■ **Task**:
Where the line with "pub fn new(name: impl" appears below, start writing out lines exactly, and finish with the line with "installment, in order.", which is included; write out nothing else.

START Record excerpts

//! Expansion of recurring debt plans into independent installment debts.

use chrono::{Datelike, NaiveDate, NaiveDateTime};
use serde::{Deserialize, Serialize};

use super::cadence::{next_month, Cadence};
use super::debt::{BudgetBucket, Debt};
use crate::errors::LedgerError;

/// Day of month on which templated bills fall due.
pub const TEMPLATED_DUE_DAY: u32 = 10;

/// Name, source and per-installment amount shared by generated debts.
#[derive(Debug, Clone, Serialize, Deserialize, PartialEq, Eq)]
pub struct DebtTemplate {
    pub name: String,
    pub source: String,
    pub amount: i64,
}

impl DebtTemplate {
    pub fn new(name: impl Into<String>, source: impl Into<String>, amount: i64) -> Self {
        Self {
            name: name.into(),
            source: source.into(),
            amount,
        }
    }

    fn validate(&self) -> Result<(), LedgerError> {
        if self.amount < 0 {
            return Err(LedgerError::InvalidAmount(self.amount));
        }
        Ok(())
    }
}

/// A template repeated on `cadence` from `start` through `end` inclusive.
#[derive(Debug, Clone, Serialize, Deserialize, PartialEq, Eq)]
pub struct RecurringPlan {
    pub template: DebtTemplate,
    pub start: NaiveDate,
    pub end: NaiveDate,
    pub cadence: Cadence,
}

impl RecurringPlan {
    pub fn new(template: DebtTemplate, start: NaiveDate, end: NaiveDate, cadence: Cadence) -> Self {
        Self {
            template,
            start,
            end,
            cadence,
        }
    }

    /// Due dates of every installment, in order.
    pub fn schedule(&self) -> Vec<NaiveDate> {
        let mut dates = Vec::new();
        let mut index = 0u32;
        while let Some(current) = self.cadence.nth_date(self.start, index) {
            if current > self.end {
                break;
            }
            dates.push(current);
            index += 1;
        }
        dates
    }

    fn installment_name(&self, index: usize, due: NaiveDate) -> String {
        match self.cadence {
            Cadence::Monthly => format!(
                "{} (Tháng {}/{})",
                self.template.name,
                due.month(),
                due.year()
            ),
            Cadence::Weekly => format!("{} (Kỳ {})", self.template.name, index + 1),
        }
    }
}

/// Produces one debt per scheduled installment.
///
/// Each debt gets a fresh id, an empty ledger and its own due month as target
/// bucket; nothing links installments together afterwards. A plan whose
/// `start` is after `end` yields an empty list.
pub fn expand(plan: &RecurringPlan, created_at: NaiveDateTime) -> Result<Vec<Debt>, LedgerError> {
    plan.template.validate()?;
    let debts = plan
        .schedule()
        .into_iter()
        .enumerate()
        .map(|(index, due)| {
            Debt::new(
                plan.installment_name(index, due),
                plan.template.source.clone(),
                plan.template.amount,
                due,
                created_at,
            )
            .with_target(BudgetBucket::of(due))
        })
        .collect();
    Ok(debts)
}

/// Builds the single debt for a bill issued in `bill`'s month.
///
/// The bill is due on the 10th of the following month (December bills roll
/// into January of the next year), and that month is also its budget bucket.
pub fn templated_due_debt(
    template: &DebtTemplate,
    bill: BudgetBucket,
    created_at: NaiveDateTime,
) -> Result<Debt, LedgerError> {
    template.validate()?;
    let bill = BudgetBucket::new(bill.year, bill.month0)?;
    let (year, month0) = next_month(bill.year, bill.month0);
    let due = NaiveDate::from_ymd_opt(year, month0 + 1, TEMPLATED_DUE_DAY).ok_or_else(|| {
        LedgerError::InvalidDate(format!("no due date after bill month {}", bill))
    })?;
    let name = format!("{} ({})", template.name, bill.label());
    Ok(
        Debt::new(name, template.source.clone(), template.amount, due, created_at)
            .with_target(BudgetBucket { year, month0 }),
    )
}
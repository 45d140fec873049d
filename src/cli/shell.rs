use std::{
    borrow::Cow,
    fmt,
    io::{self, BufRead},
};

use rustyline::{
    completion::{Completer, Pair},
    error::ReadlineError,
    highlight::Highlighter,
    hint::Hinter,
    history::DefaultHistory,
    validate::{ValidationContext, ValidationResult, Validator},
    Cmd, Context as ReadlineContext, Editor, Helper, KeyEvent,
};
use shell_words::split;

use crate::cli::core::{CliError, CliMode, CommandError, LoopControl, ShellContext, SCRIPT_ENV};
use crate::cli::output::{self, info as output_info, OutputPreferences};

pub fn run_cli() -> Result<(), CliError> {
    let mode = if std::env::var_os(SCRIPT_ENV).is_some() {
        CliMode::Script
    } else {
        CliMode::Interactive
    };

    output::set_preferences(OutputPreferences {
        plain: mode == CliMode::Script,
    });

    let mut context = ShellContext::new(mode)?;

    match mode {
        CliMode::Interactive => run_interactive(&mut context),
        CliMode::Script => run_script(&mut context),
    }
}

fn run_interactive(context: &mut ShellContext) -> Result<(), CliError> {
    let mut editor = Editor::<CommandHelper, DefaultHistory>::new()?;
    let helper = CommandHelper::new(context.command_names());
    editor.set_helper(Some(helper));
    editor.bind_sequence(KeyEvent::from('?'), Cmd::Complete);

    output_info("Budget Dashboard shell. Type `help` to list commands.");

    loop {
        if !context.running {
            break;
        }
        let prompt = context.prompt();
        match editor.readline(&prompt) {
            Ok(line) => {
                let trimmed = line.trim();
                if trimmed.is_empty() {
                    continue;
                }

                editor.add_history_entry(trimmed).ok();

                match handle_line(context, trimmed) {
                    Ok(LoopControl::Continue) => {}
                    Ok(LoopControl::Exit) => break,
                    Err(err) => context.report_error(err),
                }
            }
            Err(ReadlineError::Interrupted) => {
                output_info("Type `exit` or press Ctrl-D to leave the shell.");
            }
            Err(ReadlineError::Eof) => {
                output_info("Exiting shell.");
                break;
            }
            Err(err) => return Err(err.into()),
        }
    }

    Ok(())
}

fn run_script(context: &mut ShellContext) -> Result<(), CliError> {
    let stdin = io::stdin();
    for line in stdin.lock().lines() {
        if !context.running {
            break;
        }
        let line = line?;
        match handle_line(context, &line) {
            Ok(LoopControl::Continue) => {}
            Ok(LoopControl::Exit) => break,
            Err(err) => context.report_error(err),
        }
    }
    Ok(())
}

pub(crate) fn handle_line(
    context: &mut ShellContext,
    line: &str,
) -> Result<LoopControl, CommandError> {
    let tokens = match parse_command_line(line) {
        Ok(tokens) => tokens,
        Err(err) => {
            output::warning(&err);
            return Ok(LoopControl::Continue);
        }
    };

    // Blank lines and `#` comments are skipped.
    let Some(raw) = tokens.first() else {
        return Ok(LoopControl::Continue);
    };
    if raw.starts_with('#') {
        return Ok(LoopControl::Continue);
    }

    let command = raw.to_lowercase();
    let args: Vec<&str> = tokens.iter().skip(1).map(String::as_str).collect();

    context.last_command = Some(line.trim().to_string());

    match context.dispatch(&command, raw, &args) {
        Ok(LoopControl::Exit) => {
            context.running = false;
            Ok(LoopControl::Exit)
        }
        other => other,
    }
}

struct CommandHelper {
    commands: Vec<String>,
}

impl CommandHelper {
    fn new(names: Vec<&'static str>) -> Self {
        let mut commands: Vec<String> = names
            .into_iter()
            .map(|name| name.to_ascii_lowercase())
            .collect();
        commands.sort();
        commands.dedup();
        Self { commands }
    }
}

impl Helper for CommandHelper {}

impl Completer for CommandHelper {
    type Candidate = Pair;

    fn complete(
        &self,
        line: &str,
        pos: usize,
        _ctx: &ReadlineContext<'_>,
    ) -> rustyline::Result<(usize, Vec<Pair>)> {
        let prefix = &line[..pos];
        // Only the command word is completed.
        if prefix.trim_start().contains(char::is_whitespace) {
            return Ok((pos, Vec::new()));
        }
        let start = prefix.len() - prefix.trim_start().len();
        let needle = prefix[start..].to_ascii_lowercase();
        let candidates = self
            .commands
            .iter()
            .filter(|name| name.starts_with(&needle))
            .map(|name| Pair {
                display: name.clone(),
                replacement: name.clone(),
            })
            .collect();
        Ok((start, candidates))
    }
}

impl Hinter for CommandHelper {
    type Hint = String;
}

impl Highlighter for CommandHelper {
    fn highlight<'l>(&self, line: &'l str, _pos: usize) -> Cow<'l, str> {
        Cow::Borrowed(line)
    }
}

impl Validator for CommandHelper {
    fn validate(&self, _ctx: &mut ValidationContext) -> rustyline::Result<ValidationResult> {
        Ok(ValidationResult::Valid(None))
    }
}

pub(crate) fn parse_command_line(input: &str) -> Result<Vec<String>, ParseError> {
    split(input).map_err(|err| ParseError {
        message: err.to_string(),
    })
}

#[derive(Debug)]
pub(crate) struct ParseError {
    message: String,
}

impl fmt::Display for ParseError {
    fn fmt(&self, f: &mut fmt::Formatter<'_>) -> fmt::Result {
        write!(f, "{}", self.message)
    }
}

END Record excerpts
START Record excerpts

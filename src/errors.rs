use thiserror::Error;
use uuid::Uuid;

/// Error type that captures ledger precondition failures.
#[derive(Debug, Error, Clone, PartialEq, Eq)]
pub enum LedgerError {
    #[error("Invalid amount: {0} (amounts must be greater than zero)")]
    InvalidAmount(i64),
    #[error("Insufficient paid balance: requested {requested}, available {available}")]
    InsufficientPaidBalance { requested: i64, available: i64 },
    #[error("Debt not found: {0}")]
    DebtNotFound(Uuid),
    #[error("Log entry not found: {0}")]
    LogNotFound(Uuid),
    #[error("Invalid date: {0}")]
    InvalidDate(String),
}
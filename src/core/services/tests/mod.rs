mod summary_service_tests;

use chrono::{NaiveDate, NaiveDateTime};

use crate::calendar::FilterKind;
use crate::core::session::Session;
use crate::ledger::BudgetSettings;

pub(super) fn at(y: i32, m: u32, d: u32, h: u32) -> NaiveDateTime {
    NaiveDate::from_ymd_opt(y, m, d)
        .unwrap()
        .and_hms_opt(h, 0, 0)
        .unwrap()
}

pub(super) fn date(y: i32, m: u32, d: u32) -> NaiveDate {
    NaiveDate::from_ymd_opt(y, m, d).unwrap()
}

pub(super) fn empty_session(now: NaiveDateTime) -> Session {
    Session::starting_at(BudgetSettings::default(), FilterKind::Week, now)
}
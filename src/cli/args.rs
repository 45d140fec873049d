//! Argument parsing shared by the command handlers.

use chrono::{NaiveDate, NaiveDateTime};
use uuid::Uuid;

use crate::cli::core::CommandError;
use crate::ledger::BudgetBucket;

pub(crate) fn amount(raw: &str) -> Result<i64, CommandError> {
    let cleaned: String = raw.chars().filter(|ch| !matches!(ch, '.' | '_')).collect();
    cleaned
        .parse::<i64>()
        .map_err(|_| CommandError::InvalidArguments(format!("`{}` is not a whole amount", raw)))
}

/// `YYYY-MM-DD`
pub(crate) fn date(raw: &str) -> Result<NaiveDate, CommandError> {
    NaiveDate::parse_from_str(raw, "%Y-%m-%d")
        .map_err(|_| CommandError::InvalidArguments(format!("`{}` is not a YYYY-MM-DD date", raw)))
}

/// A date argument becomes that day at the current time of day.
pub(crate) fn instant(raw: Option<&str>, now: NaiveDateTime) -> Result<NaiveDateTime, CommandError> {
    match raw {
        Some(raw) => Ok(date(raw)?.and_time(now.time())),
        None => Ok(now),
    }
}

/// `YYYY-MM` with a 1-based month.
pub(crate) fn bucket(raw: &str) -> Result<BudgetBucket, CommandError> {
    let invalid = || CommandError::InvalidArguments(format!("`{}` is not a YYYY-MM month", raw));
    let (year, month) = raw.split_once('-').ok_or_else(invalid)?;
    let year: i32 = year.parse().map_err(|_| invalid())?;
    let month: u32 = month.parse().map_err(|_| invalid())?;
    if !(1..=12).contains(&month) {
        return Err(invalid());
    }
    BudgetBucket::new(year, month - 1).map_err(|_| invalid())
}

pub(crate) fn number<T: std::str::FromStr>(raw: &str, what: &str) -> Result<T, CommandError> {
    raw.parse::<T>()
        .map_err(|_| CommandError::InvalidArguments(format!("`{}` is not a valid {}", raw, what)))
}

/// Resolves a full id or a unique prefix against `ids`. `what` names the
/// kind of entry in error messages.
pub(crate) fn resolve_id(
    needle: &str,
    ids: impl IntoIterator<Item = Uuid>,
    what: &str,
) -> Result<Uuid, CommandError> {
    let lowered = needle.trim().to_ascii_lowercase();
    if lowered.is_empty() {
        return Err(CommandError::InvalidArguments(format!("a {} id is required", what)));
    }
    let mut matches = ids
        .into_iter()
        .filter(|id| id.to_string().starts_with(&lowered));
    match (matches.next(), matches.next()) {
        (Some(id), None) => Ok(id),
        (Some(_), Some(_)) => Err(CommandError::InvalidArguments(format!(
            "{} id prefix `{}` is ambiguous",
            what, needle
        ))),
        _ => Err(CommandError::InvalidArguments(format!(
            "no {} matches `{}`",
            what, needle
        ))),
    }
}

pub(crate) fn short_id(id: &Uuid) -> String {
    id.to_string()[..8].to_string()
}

END Record excerpts

■ **Written solution**:
    pub fn new(name: impl Into<String>, source: impl Into<String>, amount: i64) -> Self {
        Self {
            name: name.into(),
            source: source.into(),
            amount,
        }
    }

    fn validate(&self) -> Result<(), LedgerError> {
        if self.amount < 0 {
            return Err(LedgerError::InvalidAmount(self.amount));
        }
        Ok(())
    }
}

/// A template repeated on `cadence` from `start` through `end` inclusive.
#[derive(Debug, Clone, Serialize, Deserialize, PartialEq, Eq)]
pub struct RecurringPlan {
    pub template: DebtTemplate,
    pub start: NaiveDate,
    pub end: NaiveDate,
    pub cadence: Cadence,
}

impl RecurringPlan {
    pub fn new(template: DebtTemplate, start: NaiveDate, end: NaiveDate, cadence: Cadence) -> Self {
        Self {
            template,
            start,
            end,
            cadence,
        }
    }

    /// Due dates of every installment, in order.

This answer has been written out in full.